UV from the Sun would probably bleach any patches or markings on the suit within decades. I'm not familiar with the materials that suits are made of, or their susceptibility to UV damage, but I imagine they would degrade over time. There would also be radiation damage from cosmic rays and the solar wind. Maybe the face plate would get foggy? Since there's no (regular) wind or rain, though, I imagine the suit would look fairly intact until you touched it, when it would fall apart. (I'm punking out and ignoring the degradation by micrometeoroids, because the flux would depend on where the body is in the solar system, and is not a well-known quantity.)
posted by BrashTech at 8:52 AM on December 29, 2013


Best answer: One thing that hasn't been mentioned is that the body would be completely desiccated. Because of the extremely low pressure, any moisture eventually just "boils" away.

The temperature of the astronaut would depend on how far away they are from a heat source such as a sun. It is doubtful they'd be so far from anything as to be close to -270C. If its a metal suit, they may even be really hot, picking up radiative heat faster than they can lose it.
posted by vacapinta at 8:59 AM on December 29, 2013


Another thing that hasn't been mentioned is that an astronaut that "floated away" from an object in earth orbit wouldn't proceed out into space; s/he has merely experienced a force that puts him/her into a different orbit. Unless that orbit was extremely high, it would decay over the course of months or years, and a very efficient re-entry cremation would result.
posted by dinger at 10:51 AM on December 29, 2013 [2 favorites]


Best answer: Apparently bacteria "survived for 31 months in the vacuum of the moon's atmosphere".

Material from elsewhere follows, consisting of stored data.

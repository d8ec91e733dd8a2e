//! Depth blit
//!
//! Copies the G-buffer depth into the HDR depth attachment so emissive boxes
//! are hidden behind lit geometry.

use crate::backend::traits::*;
use crate::render_graph::graph::GraphResult;
use crate::render_graph::pass::*;
use crate::render_graph::resource::*;
use std::any::Any;

pub struct DepthBlitPass {
    source: ResourceId,
    destination: ResourceId,
}

impl DepthBlitPass {
    pub fn new(source: ResourceId, destination: ResourceId) -> Self {
        Self {
            source,
            destination,
        }
    }
}

impl RenderPass for DepthBlitPass {
    fn name(&self) -> &str {
        "Depth Blit"
    }

    fn setup(&mut self, ctx: &mut PassSetupContext) {
        ctx.read(self.source, ResourceUsage::CopySrc);
        ctx.write(self.destination, ResourceUsage::CopyDst);
    }

    fn prepare(&mut self, _ctx: &mut PassPrepareContext) -> GraphResult<()> {
        Ok(())
    }

    fn execute(&self, ctx: &mut PassExecuteContext) -> GraphResult<()> {
        let source = ctx.texture(self.source)?;
        let destination = ctx.texture(self.destination)?;
        ctx.backend.copy_texture_to_texture(
            source.texture,
            destination.texture,
            source.width.min(destination.width),
            source.height.min(destination.height),
        )?;
        Ok(())
    }

    fn release(&mut self, _backend: &mut dyn GraphicsBackend) {}

    fn as_any(&self) -> &dyn Any {
        self
    }

    fn as_any_mut(&mut self) -> &mut dyn Any {
        self
    }
}
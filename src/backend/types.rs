//! Common types shared between backends

use bytemuck::{Pod, Zeroable};
use glam::{Vec2, Vec3, Vec4};

/// Texture format enumeration
#[derive(Debug, Clone, Copy, PartialEq, Eq, Hash)]
pub enum TextureFormat {
    Rgba8Unorm,
    Rgba8UnormSrgb,
    Bgra8Unorm,
    Bgra8UnormSrgb,
    Rgba16Float,
    Depth32Float,
}

impl TextureFormat {
    pub fn is_depth(&self) -> bool {
        matches!(self, TextureFormat::Depth32Float)
    }

    /// Whether the hardware applies the sRGB transfer function on write
    pub fn is_srgb(&self) -> bool {
        matches!(
            self,
            TextureFormat::Rgba8UnormSrgb | TextureFormat::Bgra8UnormSrgb
        )
    }
}

/// Texture usage flags
#[derive(Debug, Clone, Copy, PartialEq, Eq)]
pub struct TextureUsage(u32);

impl TextureUsage {
    pub const COPY_SRC: Self = Self(1 << 0);
    pub const COPY_DST: Self = Self(1 << 1);
    pub const TEXTURE_BINDING: Self = Self(1 << 2);
    pub const RENDER_ATTACHMENT: Self = Self(1 << 4);

    pub fn contains(&self, other: Self) -> bool {
        (self.0 & other.0) == other.0
    }
}

impl std::ops::BitOr for TextureUsage {
    type Output = Self;
    fn bitor(self, rhs: Self) -> Self::Output {
        Self(self.0 | rhs.0)
    }
}

/// Buffer usage flags
#[derive(Debug, Clone, Copy, PartialEq, Eq)]
pub struct BufferUsage(u32);

impl BufferUsage {
    pub const COPY_DST: Self = Self(1 << 3);
    pub const INDEX: Self = Self(1 << 4);
    pub const VERTEX: Self = Self(1 << 5);
    pub const UNIFORM: Self = Self(1 << 6);
    pub const STORAGE: Self = Self(1 << 7);

    pub fn contains(&self, other: Self) -> bool {
        (self.0 & other.0) == other.0
    }
}

impl std::ops::BitOr for BufferUsage {
    type Output = Self;
    fn bitor(self, rhs: Self) -> Self::Output {
        Self(self.0 | rhs.0)
    }
}

/// Texture descriptor
#[derive(Debug, Clone)]
pub struct TextureDescriptor {
    pub label: Option<String>,
    pub width: u32,
    pub height: u32,
    pub format: TextureFormat,
    pub usage: TextureUsage,
}

impl Default for TextureDescriptor {
    fn default() -> Self {
        Self {
            label: None,
            width: 1,
            height: 1,
            format: TextureFormat::Rgba8Unorm,
            usage: TextureUsage::TEXTURE_BINDING | TextureUsage::COPY_DST,
        }
    }
}

/// Buffer descriptor
#[derive(Debug, Clone)]
pub struct BufferDescriptor {
    pub label: Option<String>,
    pub size: u64,
    pub usage: BufferUsage,
}

impl BufferDescriptor {
    /// Uniform buffer sized for `T`, writable from the CPU every frame
    pub fn uniform<T: Pod>(label: impl Into<String>) -> Self {
        Self {
            label: Some(label.into()),
            size: std::mem::size_of::<T>() as u64,
            usage: BufferUsage::UNIFORM | BufferUsage::COPY_DST,
        }
    }
}

/// Vertex attribute format
#[derive(Debug, Clone, Copy, PartialEq, Eq)]
pub enum VertexFormat {
    Float32x2,
    Float32x3,
    Float32x4,
}

impl VertexFormat {
    pub fn size(&self) -> u64 {
        match self {
            VertexFormat::Float32x2 => 8,
            VertexFormat::Float32x3 => 12,
            VertexFormat::Float32x4 => 16,
        }
    }
}

/// Vertex attribute description
#[derive(Debug, Clone)]
pub struct VertexAttribute {
    pub location: u32,
    pub format: VertexFormat,
    pub offset: u64,
}

/// Vertex buffer layout
#[derive(Debug, Clone)]
pub struct VertexBufferLayout {
    pub array_stride: u64,
    pub attributes: Vec<VertexAttribute>,
}

/// Mesh vertex: position, normal, UV and tangent (w holds the bitangent sign)
#[repr(C)]
#[derive(Debug, Clone, Copy, PartialEq, Pod, Zeroable)]
pub struct Vertex {
    pub position: Vec3,
    pub normal: Vec3,
    pub uv: Vec2,
    pub tangent: Vec4,
}

impl Vertex {
    pub fn layout() -> VertexBufferLayout {
        let formats = [
            VertexFormat::Float32x3,
            VertexFormat::Float32x3,
            VertexFormat::Float32x2,
            VertexFormat::Float32x4,
        ];

        let mut offset = 0;
        let attributes = formats
            .iter()
            .enumerate()
            .map(|(location, &format)| {
                let attribute = VertexAttribute {
                    location: location as u32,
                    format,
                    offset,
                };
                offset += format.size();
                attribute
            })
            .collect();

        VertexBufferLayout {
            array_stride: std::mem::size_of::<Self>() as u64,
            attributes,
        }
    }
}

/// Primitive topology
#[derive(Debug, Clone, Copy, PartialEq, Eq)]
pub enum PrimitiveTopology {
    TriangleList,
    TriangleStrip,
}

/// Front face winding
#[derive(Debug, Clone, Copy, PartialEq, Eq)]
pub enum FrontFace {
    Ccw,
    Cw,
}

/// Cull mode
#[derive(Debug, Clone, Copy, PartialEq, Eq)]
pub enum CullMode {
    None,
    Front,
    Back,
}

/// Compare function for depth
#[derive(Debug, Clone, Copy, PartialEq, Eq)]
pub enum CompareFunction {
    Less,
    LessEqual,
    Always,
}

/// Filter mode for samplers
#[derive(Debug, Clone, Copy, PartialEq, Eq)]
pub enum FilterMode {
    Nearest,
    Linear,
}

/// Address mode for samplers
#[derive(Debug, Clone, Copy, PartialEq, Eq)]
pub enum AddressMode {
    ClampToEdge,
    Repeat,
}

/// Sampler descriptor
#[derive(Debug, Clone)]
pub struct SamplerDescriptor {
    pub label: Option<String>,
    pub mag_filter: FilterMode,
    pub min_filter: FilterMode,
    pub address_mode: AddressMode,
}

impl Default for SamplerDescriptor {
    fn default() -> Self {
        Self {
            label: None,
            mag_filter: FilterMode::Linear,
            min_filter: FilterMode::Linear,
            address_mode: AddressMode::ClampToEdge,
        }
    }
}

#[cfg(test)]
mod tests {
    use super::*;

    #[test]
    fn test_vertex_layout_matches_struct() {
        let layout = Vertex::layout();
        assert_eq!(layout.array_stride, 48);
        let offsets: Vec<u64> = layout.attributes.iter().map(|a| a.offset).collect();
        assert_eq!(offsets, vec![0, 12, 24, 32]);
    }

    #[test]
    fn test_srgb_formats() {
        assert!(TextureFormat::Bgra8UnormSrgb.is_srgb());
        assert!(!TextureFormat::Rgba16Float.is_srgb());
        assert!(TextureFormat::Depth32Float.is_depth());
    }
}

Space suits need to handle both heating and cooling: "in the sunlight temperatures might reach 248 degrees F (120 degrees C) and plummet to -148 F ( -100 C) in the shade".


When the astronauts take a leak while on a mission and expel the result into space, it boils violently. The vapor then passes immediately into the solid state (a process known as desublimation), and you end up with a cloud of very fine crystals of frozen urine.

Here's what I think might happen???
1. The suit loses pressure and (since we're ~60% H2O) the body would boil (like the urine)
2. Then the remains freeze (due to transfer of energy into boiling)
3. Unlike the urine, the suit keeps much of the body together
4. Radiant heat melts the body. Bacteria have a party!
5. If the body goes into shade, it freezes. Bacteria are sad for a while.
6. If body goes back in the sun. Goto 4
7. Bones stay largely intact (bones are ~30% water)
posted by sarah_pdx at 11:41 PM on December 29, 2013 [1 favorite]


Upon rethinking, #4 (melting) wouldn't happen. As vacapinta said, at almost zero pressure, water would be solid or gas - not liquid.